JP Morgan Asset Management’s former head of North Asia, Ken Tam, has joined Deutsche Asset & Wealth Management as head of North Asia sales, say sources. He is said to be tasked with covering the institutional and retail business and to report to Ravi Raju, DeAWM's Asia-Pacific chief executive.

He had spent 20 years at JP Morgan AM, including seven as head of North Asia, but left the US firm in February last year after the transfer of Jed Laskowitz from New York as Asia-Pacific chief executive in August 2012. JP Morgan AM said in June last year that it had no plans to replace Tam.

The move follows Michele Bang’s departure to Eastspring Investments, where she started as deputy chief executive and global head of distribution in October, having been with Deutsche since 2005. She had been head of the global client group for North Asia at DeAWM.

The German firm declined to confirm whether Tam had joined the firm.

One Hong Kong-based recruiter says: “This is all quite a turnaround from 12-18 months ago, when [Deutsche Bank’s] asset management business was put up for sale.” (The group didn’t find a buyer and ultimately folded the investment unit into its wealth management arm.)

The recruiter points out that the firm also recently hired a regional chief investment officer. Elke Schoeppl-Jost arrived in January from Hong Kong’s BEA Union Investment Management, where she had been CIO (she has since been replaced by Henry Chan, formerly of Pyramis). Given her appointment, sources say they expect DeAWM to hire more on the investment side.

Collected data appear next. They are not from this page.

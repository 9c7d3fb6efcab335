//! Crawl statistics
//!
//! Diagnostic counters gathered while crawling and printed alongside the output.

use crate::record::Level;
use chrono::{DateTime, Utc};
use std::collections::BTreeMap;

/// Counters for one traversal tier
#[derive(Debug, Clone, Default, PartialEq, Eq)]
pub struct TierStats {
    /// Pages fetched and extracted successfully
    pub pages_visited: usize,

    /// Pages skipped because of fetch or extraction errors
    pub pages_skipped: usize,

    /// Pages not fetched because the crawl was cancelled
    pub pages_cancelled: usize,

    /// Records extracted before deduplication
    pub records_extracted: usize,

    /// Pages whose records came from the heuristic link fallback
    pub heuristic_pages: usize,

    /// Child pages discovered from this tier
    pub child_links: usize,
}

/// Summary of one crawl run
#[derive(Debug, Clone)]
pub struct CrawlSummary {
    pub started_at: DateTime<Utc>,
    pub finished_at: DateTime<Utc>,
    pub tiers: BTreeMap<Level, TierStats>,
    /// Records remaining after deduplication
    pub unique_records: usize,
    /// Records dropped as duplicates of an earlier record
    pub duplicates_dropped: usize,
    pub cancelled: bool,
}

impl CrawlSummary {
    /// Stats for a tier; tiers never reached report zeros
    pub fn tier(&self, level: Level) -> TierStats {
        self.tiers.get(&level).cloned().unwrap_or_default()
    }

    pub fn pages_visited(&self) -> usize {
        self.tiers.values().map(|t| t.pages_visited).sum()
    }

    pub fn pages_skipped(&self) -> usize {
        self.tiers.values().map(|t| t.pages_skipped).sum()
    }

    pub fn pages_cancelled(&self) -> usize {
        self.tiers.values().map(|t| t.pages_cancelled).sum()
    }

    pub fn records_extracted(&self) -> usize {
        self.tiers.values().map(|t| t.records_extracted).sum()
    }

    pub fn duration_seconds(&self) -> i64 {
        (self.finished_at - self.started_at).num_seconds()
    }

    /// Tiers where pages were visited but nothing was extracted
    ///
    /// This is what a markup change on the site usually looks like.
    pub fn degraded_tiers(&self) -> Vec<Level> {
        self.tiers
            .iter()
            .filter(|(_, t)| t.pages_visited > 0 && t.records_extracted == 0)
            .map(|(level, _)| *level)
            .collect()
    }
}

/// Prints a crawl summary to stdout in a formatted manner
pub fn print_summary(summary: &CrawlSummary) {
    println!("=== Crawl Summary ===\n");

    println!("Overview:");
    println!("  Pages visited: {}", summary.pages_visited());
    println!("  Pages skipped (errors): {}", summary.pages_skipped());
    if summary.cancelled {
        println!(
            "  Pages not fetched (cancelled): {}",
            summary.pages_cancelled()
        );
    }
    println!("  Records extracted: {}", summary.records_extracted());
    println!("  Unique records written: {}", summary.unique_records);
    println!("  Duplicates dropped: {}", summary.duplicates_dropped);
    println!("  Duration: {}s", summary.duration_seconds());
    println!();

    println!("By Tier:");
    for level in Level::ALL {
        let tier = summary.tier(level);
        println!(
            "  {:<5}: {} visited, {} skipped, {} records ({} pages via link fallback)",
            level,
            tier.pages_visited,
            tier.pages_skipped,
            tier.records_extracted,
            tier.heuristic_pages
        );
    }

    if summary.cancelled {
        println!("\nCrawl was cancelled; results are partial.");
    }
}
//! State module for tracking crawl progress
//!
//! This module provides the process-scoped state of one crawl run.
//!
//! # Components
//!
//! - `CrawlState`: visited URLs, discovered state/city pages, the running record aggregate
//! - `PageVisit`: what happened to one page, consumed as soon as it is recorded

mod crawl_state;
mod page_visit;

// Re-export main types
pub use crawl_state::CrawlState;
pub use page_visit::{PageFailure, PageVisit, VisitOutcome};
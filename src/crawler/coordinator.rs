//! Crawler coordinator - main crawl orchestration logic
//!
//! This module contains the three-tier traversal:
//! - Fetching the index page (fatal if it cannot be obtained)
//! - Fetching each tier batch with bounded, order-preserving concurrency
//! - Running extraction and child discovery on every fetched page
//! - Folding results into the crawl state in depth-first visit order
//! - Honoring cancellation between and during fetches

use crate::config::Config;
use crate::crawler::{FetchedPage, Fetcher, HttpFetcher};
use crate::extract::{default_extractor, discover_child_links, DefaultExtractor, Page};
use crate::output::{CrawlSummary, RawPage};
use crate::record::{Level, Record};
use crate::state::{CrawlState, PageVisit};
use crate::url::SiteLayout;
use crate::{CrawlError, ExtractionError, FetchError, UrlError};
use futures::stream::{self, StreamExt};
use std::sync::Arc;
use tokio_util::sync::CancellationToken;
use url::Url;

/// Everything a finished crawl produced
#[derive(Debug)]
pub struct CrawlOutcome {
    /// Deduplicated records in visit order
    pub records: Vec<Record>,
    pub summary: CrawlSummary,
    /// Markup of every fetched page, empty unless a dump was requested
    pub raw_pages: Vec<RawPage>,
}

/// Result of one fetch within a tier batch
enum TierFetch {
    Page(FetchedPage),
    Failed(FetchError),
    Cancelled,
}

/// Main crawler coordinator structure
pub struct Coordinator {
    config: Arc<Config>,
    root: Url,
    layout: SiteLayout,
    fetcher: Arc<dyn Fetcher>,
    extractor: DefaultExtractor,
}

impl Coordinator {
    /// Creates a coordinator that fetches over HTTP
    ///
    /// # Arguments
    ///
    /// * `config` - The crawler configuration
    ///
    /// # Returns
    ///
    /// * `Ok(Coordinator)` - Ready to run
    /// * `Err(CrawlError)` - The root URL is unusable or the HTTP client failed to build
    pub fn new(config: Config) -> Result<Self, CrawlError> {
        let fetcher = HttpFetcher::new(&config)?;
        Self::with_fetcher(config, Arc::new(fetcher))
    }

    /// Creates a coordinator around any fetcher
    pub fn with_fetcher(config: Config, fetcher: Arc<dyn Fetcher>) -> Result<Self, CrawlError> {
        let root = Url::parse(config.crawler.root_url.trim())
            .map_err(|e| UrlError::Parse(format!("{}: {}", config.crawler.root_url, e)))?;
        let layout = SiteLayout::from_root(&root)?;
        let extractor = default_extractor(&layout);

        Ok(Self {
            config: Arc::new(config),
            root,
            layout,
            fetcher,
            extractor,
        })
    }

    pub fn layout(&self) -> &SiteLayout {
        &self.layout
    }

    pub fn config(&self) -> &Config {
        &self.config
    }

    /// Runs the crawl to completion or cancellation
    ///
    /// Pages are visited depth-first: the index, then each state followed by
    /// its cities. Records reach the aggregate in that order regardless of the
    /// order in which concurrent fetches complete.
    ///
    /// # Returns
    ///
    /// * `Ok(CrawlOutcome)` - The crawl finished, possibly partially
    /// * `Err(CrawlError::IndexUnavailable)` - The index page could not be fetched or parsed
    /// * `Err(CrawlError::Cancelled)` - Cancelled before the index page arrived
    pub async fn run(&self, cancel: &CancellationToken) -> Result<CrawlOutcome, CrawlError> {
        let mut state = CrawlState::new(self.config.output.dump_html_path.is_some());
        state.claim(&self.root);

        tracing::info!("Fetching index page {}", self.root);
        let fetched = tokio::select! {
            biased;
            _ = cancel.cancelled() => return Err(CrawlError::Cancelled),
            result = self.fetcher.fetch(&self.root) => result,
        };

        let index = fetched.map_err(|e| self.index_unavailable(e.to_string()))?;
        let state_links = self
            .process_page(&mut state, &self.root, Level::Index, &index)
            .map_err(|e| self.index_unavailable(e.to_string()))?;

        let state_urls = state.claim_children(Level::State, state_links);
        tracing::info!("Discovered {} state pages", state_urls.len());

        let state_pages = self.fetch_tier(&state_urls, cancel).await;
        for (state_url, fetched) in state_pages {
            let city_links = self.visit(&mut state, state_url, Level::State, fetched);

            let city_urls = state.claim_children(Level::City, city_links);
            if city_urls.is_empty() {
                continue;
            }
            tracing::debug!("Fetching {} city pages", city_urls.len());

            let city_pages = self.fetch_tier(&city_urls, cancel).await;
            for (city_url, fetched) in city_pages {
                self.visit(&mut state, city_url, Level::City, fetched);
            }
        }

        let cancelled = cancel.is_cancelled();
        if cancelled {
            tracing::warn!("Crawl cancelled; keeping {} records", state.aggregator().len());
        }

        let outcome = state.finish(cancelled);
        for level in outcome.summary.degraded_tiers() {
            // Index pages normally carry navigation only
            if level != Level::Index {
                tracing::warn!(
                    "No records extracted from any {} page; the site's markup may have changed",
                    level
                );
            }
        }

        tracing::info!(
            "Crawl finished: {} pages visited, {} skipped, {} unique records",
            outcome.summary.pages_visited(),
            outcome.summary.pages_skipped(),
            outcome.summary.unique_records
        );

        Ok(outcome)
    }

    fn index_unavailable(&self, reason: String) -> CrawlError {
        CrawlError::IndexUnavailable {
            url: self.root.to_string(),
            reason,
        }
    }

    /// Fetches a batch of same-tier pages concurrently
    ///
    /// At most `concurrency-limit` fetches are in flight. Results come back in
    /// the order of `urls`. Once `cancel` fires, pending fetches are not started
    /// and in-flight ones are abandoned.
    async fn fetch_tier(&self, urls: &[Url], cancel: &CancellationToken) -> Vec<(Url, TierFetch)> {
        let limit = self.config.crawler.concurrency_limit.max(1) as usize;

        stream::iter(urls.iter().cloned())
            .map(|url| async move {
                if cancel.is_cancelled() {
                    return (url, TierFetch::Cancelled);
                }

                let result = tokio::select! {
                    biased;
                    _ = cancel.cancelled() => TierFetch::Cancelled,
                    result = self.fetcher.fetch(&url) => match result {
                        Ok(page) => TierFetch::Page(page),
                        Err(e) => TierFetch::Failed(e),
                    },
                };
                (url, result)
            })
            .buffered(limit)
            .collect()
            .await
    }

    /// Folds one tier fetch into the crawl state, returning its child links
    ///
    /// A failed page is recorded and yields no children, so its subtree is skipped.
    fn visit(&self, state: &mut CrawlState, url: Url, level: Level, fetched: TierFetch) -> Vec<Url> {
        match fetched {
            TierFetch::Page(page) => match self.process_page(state, &url, level, &page) {
                Ok(children) => children,
                Err(e) => {
                    state.record_visit(PageVisit::failed(url, level, e), Vec::new());
                    Vec::new()
                }
            },
            TierFetch::Failed(e) => {
                state.record_visit(PageVisit::failed(url, level, e), Vec::new());
                Vec::new()
            }
            TierFetch::Cancelled => {
                state.record_visit(PageVisit::cancelled(url, level), Vec::new());
                Vec::new()
            }
        }
    }

    /// Extracts records and child links from a fetched page
    ///
    /// Relative links resolve against the post-redirect URL. The parsed document
    /// never outlives this call.
    fn process_page(
        &self,
        state: &mut CrawlState,
        url: &Url,
        level: Level,
        fetched: &FetchedPage,
    ) -> Result<Vec<Url>, ExtractionError> {
        state.retain_markup(level, url, &fetched.body);

        let page = Page::parse(fetched.final_url.clone(), &fetched.body)?;
        let extraction = self.extractor.extract_with_strategy(&page, level);
        let children = discover_child_links(&page, &self.layout, level);

        state.record_visit(
            PageVisit::extracted(
                url.clone(),
                level,
                extraction.records.len(),
                extraction.strategy,
                children.len(),
            ),
            extraction.records,
        );

        Ok(children)
    }
}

Deutsche seems to be following a model similar to that of Credit Suisse – which has also merged its asset and wealth management businesses – in that it is playing to its strengths and leveraging off the structuring capabilities of the bank, says another recruiter. “If they can do that, I would think they’d look to create additional product here.”

DeAWM has also recently been busy launching exchange-traded funds under the renminbi qualified foreign institutional investor (RQFII) scheme, for example in London and New York.

The company’s assets managed in Asia Pacific stood at $50.7 billion of its global total of $934.7 billion as of September 30.